The Week, whilst not having a long statement of aims, will support every endeavor to achieve the election of a Labour Government with a socialist policy; will support the struggle of the colonial peoples for national and social liberation; will sympathetically report news of the fight against monolithism in the communist countries; and will defend the ideas of socialist democracy against all who oppose them.

During the 1964-1966 period The Week was edited and produced in Nottingham under active Coates’ editorship and steadily grew into a broad, widely read and highly regarded publication with considerable support across the labour movement. Whilst many of those who worked on the publication shared membership with the International Group, which subsequently became the International Marxist Group (IMG), The Week was not doctrinal during this period.

Rather, it dedicated itself to reporting on and analysing political events in the world including the British Labour Party, trade unions, peace campaigns and associated international events. At the same time, it endorsed and supported organisational efforts of the socialist movement in the UK: from early agitation around the Vietnam War, the nascent Workers’ Control movement, international solidarity initiatives, trade union disputes and the organisation of broad socialist initiatives. In this sense, it established a pattern for later publications associated with Coates.

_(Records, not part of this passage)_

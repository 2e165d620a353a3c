//! Rules shared by the add and update requests.
//!
//! The rules are declared on the request types with `validator` derives;
//! this module holds the custom checks and turns `ValidationErrors` into
//! the field-keyed map returned to API callers.

use std::borrow::Cow;
use std::str::FromStr;

use axum_helpers::FieldErrors;
use rust_decimal::Decimal;
use uuid::Uuid;
use validator::{Validate, ValidationError};

use crate::models::ProductCategory;

fn failure(code: &'static str, message: &'static str) -> ValidationError {
    ValidationError::new(code).with_message(Cow::Borrowed(message))
}

pub(crate) fn not_blank(name: &str) -> Result<(), ValidationError> {
    if name.trim().is_empty() {
        return Err(failure("required", "Product Name is required"));
    }
    Ok(())
}

pub(crate) fn known_category(category: &str) -> Result<(), ValidationError> {
    ProductCategory::from_str(category.trim())
        .map(|_| ())
        .map_err(|_| failure("unknown_category", "Category is required"))
}

/// Decimal places a stored unit price keeps
pub const UNIT_PRICE_SCALE: u32 = 2;

// A price that rounds to zero at the stored scale is indistinguishable from
// an unset one and fails as missing.
pub(crate) fn unit_price(price: &Decimal) -> Result<(), ValidationError> {
    if price.round_dp(UNIT_PRICE_SCALE).is_zero() {
        return Err(failure("required", "Unit Price is required"));
    }
    if price.is_sign_negative() {
        return Err(failure("negative", "Unit Price can't be negative"));
    }
    if price.normalize().scale() > UNIT_PRICE_SCALE {
        return Err(failure(
            "precision",
            "Unit Price can't have more than 2 decimal places",
        ));
    }
    Ok(())
}

pub(crate) fn quantity_in_stock(quantity: i32) -> Result<(), ValidationError> {
    match quantity {
        0 => Err(failure("required", "Quantity In Stock is required")),
        q if q < 0 => Err(failure("negative", "Quantity In Stock can't be negative")),
        _ => Ok(()),
    }
}

pub(crate) fn not_nil(id: &Uuid) -> Result<(), ValidationError> {
    if id.is_nil() {
        return Err(failure("required", "Product ID is required"));
    }
    Ok(())
}

/// Public name of a request field in error output
fn field_label(field: &str) -> String {
    match field {
        "product_id" => "ProductID".to_string(),
        "product_name" => "ProductName".to_string(),
        "category" => "Category".to_string(),
        "unit_price" => "UnitPrice".to_string(),
        "quantity_in_stock" => "QuantityInStock".to_string(),
        other => other.to_string(),
    }
}

/// Run the request's rules, returning every failed field with its messages.
pub fn validate<T: Validate>(request: &T) -> Result<(), FieldErrors> {
    let Err(errors) = request.validate() else {
        return Ok(());
    };

    let mut fields = FieldErrors::new();
    for (field, failures) in errors.field_errors() {
        let field: &str = field.as_ref();
        let messages = failures
            .iter()
            .map(|error| match &error.message {
                Some(message) => message.to_string(),
                None => error.code.to_string(),
            })
            .collect();
        fields.insert(field_label(field), messages);
    }
    Err(fields)
}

When Harold Wilson expelled Ken Coates from the Labour Party, he ceased as named editor. Although The Week endured after Coates ceased to be editor, the direction and tone changed markedly. After 1966 Jordan [2] produced The Week as the journal of the International Group and aimed at a readership in the left wing of the Labour Party. [3] Coates and Jordan were Marxist members of the Labour Party connected to the New Left Review , to which Marxist journalist Claud Cockburn occasionally contributed. Their version of The Week, named after the earlier The Week that had been edited by Cockburn, provided a socialist critique of Harold Wilson's government, notably over its failure to oppose the Vietnam War. Jordan edited the paper until 1968, when he cooperated with Tariq Ali in launching The Black Dwarf . At that time The Week became a monthly magazine called International, which was published by the International Marxist Group.

References

  1. C. Bloom (8 September 2010). Violent London: 2000 Years of Riots, Rebels and Revolts. Springer. p. 422. ISBN   978-0-230-28947-5 . Retrieved 13 March 2020.
  2. 1 2 John Kelly (14 March 2018). Contemporary Trotskyism: Parties, Sects and Social Movements in Britain. Taylor & Francis. p. 102. ISBN   978-1-317-36894-6 . Retrieved 13 March 2020.
  3. Lewis, Ed. "The revolutionary left in Britain (1972)". members.optushome.com.au.[ unreliable source? ]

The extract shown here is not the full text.